Die meisten der Opfer sind Minderjährige, obwohl das Minsap keine Altersangaben gemacht hat, bei einem Ausbruch von Dengue- und Chikungunya-Fieber, der dutzende Tote gefordert hat und die gesundheitliche Krise in Kuba verschärft.

Kranke Kinder in Kuba (Referenzbild)Foto © Cubadebate

Das kubanische Regime berichtete am Montag von 33 Todesfällen aufgrund von durch Mücken übertragenen Krankheiten, inmitten einer komplexen epidemiologischen Situation, die von der ausbreitenden Dengue- und Chikungunya-Epidemie sowie einem Mangel an Ressourcen zur Bewältigung der aktuellen Gesundheitskrise geprägt ist.

Gemäß der offiziellen Zeitung Granma12 Todesfälle auf Fälle von Dengue zurückzuführen sind —sieben davon unter 18 Jahren (ohne Angabe des genauen Alters)— und 21 auf Chikungunya, wobei 14 Opfer ebenfalls minderjährig sind (erneut ohne Angabe des genauen Alters).

Peña stellte klar, dass drei der 33 am Montag gemeldeten Todesfälle bereits in der offiziellen Meldung über Dengue-Tode veröffentlicht im Oktober enthalten waren.

Obwohl das Ministerium für öffentliche Gesundheit (Minsap) behauptet, dass das Überwachungssystem einen allgemeinen Rückgang der fieberhaften Syndrome zeigt, wies die Beamtin darauf hin, dass die meisten Provinzen einen ansteigenden Trend beibehalten und dass der endemische Korridor in fast dem gesamten Land „sich in einer Epidemiezone“ befindet, mit Ausnahme von Matanzas und dem besonderen Gemeindegebiet Isla de la Juventud.

En mehreren Gelegenheiten haben Beamte des Regimes anerkannt, dass Minderjährige die am stärksten von Chikungunya in Kuba betroffene Gruppe sind.

Die Zahl der Neuinfektionen steigt ebenfalls weiter an.

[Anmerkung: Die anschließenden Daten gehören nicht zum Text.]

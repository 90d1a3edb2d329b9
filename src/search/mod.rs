//! Hybrid search engine
//!
//! Fuses the keyword (FTS5/BM25) and semantic (vector) rankings into one
//! deterministic, tag-filtered, size-limited result list.

#[cfg(test)]
mod tests;

use anyhow::Result;
use itertools::Itertools;
use std::cmp::Ordering;
use std::collections::{HashMap, HashSet};
use std::sync::Arc;
use tracing::debug;

use crate::database::lancedb::vector_store::VectorStore;
use crate::database::sqlite::Database;
use crate::database::sqlite::models::SolutionSummary;

/// How many characters of the problem text a summary carries
const SUMMARY_PROBLEM_CHARS: usize = 200;

/// Which index(es) a query consults
#[derive(Debug, Clone, Copy, PartialEq, Eq)]
pub enum SearchMode {
    Hybrid,
    Semantic,
    Keyword,
}

impl SearchMode {
    /// Parse a mode string; anything unrecognized falls back to hybrid
    #[inline]
    pub fn parse(mode: &str) -> Self {
        match mode {
            "semantic" => SearchMode::Semantic,
            "keyword" => SearchMode::Keyword,
            _ => SearchMode::Hybrid,
        }
    }
}

impl std::fmt::Display for SearchMode {
    #[inline]
    fn fmt(&self, f: &mut std::fmt::Formatter<'_>) -> std::fmt::Result {
        match *self {
            SearchMode::Hybrid => write!(f, "hybrid"),
            SearchMode::Semantic => write!(f, "semantic"),
            SearchMode::Keyword => write!(f, "keyword"),
        }
    }
}

/// A record id surfaced by one or both indexes for a query, with its
/// per-index scores and fused relevance. Built per query, never persisted.
#[derive(Debug, Clone, PartialEq)]
pub struct SearchCandidate {
    pub solution_id: String,
    pub semantic_score: f64,
    pub keyword_score: f64,
    pub relevance: f64,
}

/// Weighted combination of the two index scores. A candidate missing from
/// one index contributes 0 for that component.
#[inline]
pub fn fuse_scores(semantic_score: f64, keyword_score: f64, semantic_weight: f64) -> f64 {
    semantic_weight * semantic_score + (1.0 - semantic_weight) * keyword_score
}

/// Round a score to 4 decimal places for presentation
#[inline]
pub fn round_score(score: f64) -> f64 {
    (score * 10_000.0).round() / 10_000.0
}

/// Truncate problem text for a summary, marking the cut with an ellipsis
#[inline]
pub fn truncate_problem(problem: &str) -> String {
    if problem.chars().count() <= SUMMARY_PROBLEM_CHARS {
        problem.to_string()
    } else {
        let mut truncated: String = problem.chars().take(SUMMARY_PROBLEM_CHARS).collect();
        truncated.push_str("...");
        truncated
    }
}

/// Orders candidates by fused relevance, best first. Equal relevance is
/// broken by record id ascending so rankings are reproducible.
#[inline]
pub fn compare_candidates(a: &SearchCandidate, b: &SearchCandidate) -> Ordering {
    b.relevance
        .partial_cmp(&a.relevance)
        .unwrap_or(Ordering::Equal)
        .then_with(|| a.solution_id.cmp(&b.solution_id))
}

pub struct HybridSearchEngine {
    database: Arc<Database>,
    vector_store: Arc<VectorStore>,
    semantic_weight: f64,
}

impl HybridSearchEngine {
    #[inline]
    pub fn new(
        database: Arc<Database>,
        vector_store: Arc<VectorStore>,
        semantic_weight: f64,
    ) -> Self {
        Self {
            database,
            vector_store,
            semantic_weight,
        }
    }

    #[inline]
    pub fn semantic_weight(&self) -> f64 {
        self.semantic_weight
    }

    /// Run a query against the selected index(es) and return ranked
    /// summaries.
    ///
    /// Candidates are over-fetched at twice the limit to leave headroom for
    /// tag filtering. Either index being empty contributes zero candidates
    /// rather than an error.
    #[inline]
    pub async fn search(
        &self,
        query: &str,
        limit: usize,
        tags: &[String],
        mode: SearchMode,
    ) -> Result<Vec<SolutionSummary>> {
        let fetch_limit = limit * 2;

        let mut candidates = match mode {
            SearchMode::Semantic => self.semantic_candidates(query, fetch_limit).await?,
            SearchMode::Keyword => self.keyword_candidates(query, fetch_limit).await?,
            SearchMode::Hybrid => self.hybrid_candidates(query, fetch_limit).await?,
        };

        debug!(
            "Search mode {} produced {} candidates for query",
            mode,
            candidates.len()
        );

        if !tags.is_empty() && !candidates.is_empty() {
            let candidate_ids: Vec<String> = candidates
                .iter()
                .map(|c| c.solution_id.clone())
                .collect();
            let kept: HashSet<String> = self
                .database
                .filter_by_tags(&candidate_ids, tags)
                .await?
                .into_iter()
                .collect();
            candidates.retain(|c| kept.contains(&c.solution_id));
        }

        let ranked: Vec<SearchCandidate> = candidates
            .into_iter()
            .sorted_by(compare_candidates)
            .take(limit)
            .collect();

        self.to_summaries(&ranked).await
    }

    async fn hybrid_candidates(
        &self,
        query: &str,
        fetch_limit: usize,
    ) -> Result<Vec<SearchCandidate>> {
        let semantic: HashMap<String, f64> = self
            .vector_store
            .search(query, fetch_limit)
            .await?
            .into_iter()
            .map(|(id, score)| (id, f64::from(score)))
            .collect();
        let keyword: HashMap<String, f64> = self
            .database
            .search_keyword(query, fetch_limit)
            .await?
            .into_iter()
            .collect();

        let all_ids: HashSet<&String> = semantic.keys().chain(keyword.keys()).collect();

        let candidates = all_ids
            .into_iter()
            .map(|id| {
                let semantic_score = semantic.get(id).copied().unwrap_or(0.0);
                let keyword_score = keyword.get(id).copied().unwrap_or(0.0);
                SearchCandidate {
                    solution_id: id.clone(),
                    semantic_score,
                    keyword_score,
                    relevance: fuse_scores(semantic_score, keyword_score, self.semantic_weight),
                }
            })
            .collect();

        Ok(candidates)
    }

    async fn semantic_candidates(
        &self,
        query: &str,
        fetch_limit: usize,
    ) -> Result<Vec<SearchCandidate>> {
        let results = self.vector_store.search(query, fetch_limit).await?;

        Ok(results
            .into_iter()
            .map(|(id, score)| SearchCandidate {
                solution_id: id,
                semantic_score: f64::from(score),
                keyword_score: 0.0,
                relevance: f64::from(score),
            })
            .collect())
    }

    async fn keyword_candidates(
        &self,
        query: &str,
        fetch_limit: usize,
    ) -> Result<Vec<SearchCandidate>> {
        let results = self.database.search_keyword(query, fetch_limit).await?;

        Ok(results
            .into_iter()
            .map(|(id, score)| SearchCandidate {
                solution_id: id,
                semantic_score: 0.0,
                keyword_score: score,
                relevance: score,
            })
            .collect())
    }

    /// Materialize candidates into summaries. A candidate whose canonical
    /// record has vanished (index drift) is dropped, not reported.
    async fn to_summaries(&self, candidates: &[SearchCandidate]) -> Result<Vec<SolutionSummary>> {
        if candidates.is_empty() {
            return Ok(Vec::new());
        }

        let ids: Vec<String> = candidates.iter().map(|c| c.solution_id.clone()).collect();
        let solutions = self.database.get_solutions_by_ids(&ids).await?;
        let by_id: HashMap<&str, _> = solutions.iter().map(|s| (s.id.as_str(), s)).collect();

        let summaries = candidates
            .iter()
            .filter_map(|candidate| {
                by_id.get(candidate.solution_id.as_str()).map(|solution| {
                    SolutionSummary {
                        id: solution.id.clone(),
                        title: solution.title.clone(),
                        problem: truncate_problem(&solution.problem),
                        relevance: round_score(candidate.relevance),
                        semantic_score: round_score(candidate.semantic_score),
                        keyword_score: round_score(candidate.keyword_score),
                        project_name: solution.project_name.clone(),
                        created_at: solution.created_at,
                        tags: solution.tags.clone(),
                    }
                })
            })
            .collect();

        Ok(summaries)
    }
}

Allein in der letzten Woche wurden 5.717 neue Fälle von Chikungunya gemeldet, von denen die meisten aufgrund klinischer Diagnosen als verdächtig gelten.

Der nationale Gesamtstand beläuft sich auf 38.938 Patienten, von denen 1.260 durch PCR bestätigt wurden. Das Dengue-Fieber bleibt seinerseits in den 14 Provinzen und 43 Gemeinden des Landes aktiv.

Die Regierung erklärte, dass angesichts des Ausmaßes des Ausbruchs klinisch verdächtige Fälle als positiv betrachtet werden, eine Praxis, die Teil des kubanischen Diagnostikprotokolls in epidemischen Situationen ist.

Die Vizeministerin erkannte zudem einen Anstieg des Befallsindex des Aedes aegypti-Moskitos, der 0,89 % erreicht, wobei Camagüey, Pinar del Río, Santiago de Cuba, Sancti Spíritus und Havanna zu den am stärksten betroffenen Gebieten gehören.

Während die Regierung versucht, die Ausbreitung einzudämmen, sieht sich die kubanische Bevölkerung mit einem Mangel an Insektiziden, fehlenden Medikamenten und einem allgemeinen Rückgang der sanitären Bedingungen konfrontiert, die die epidemiologische Lage verschärfen.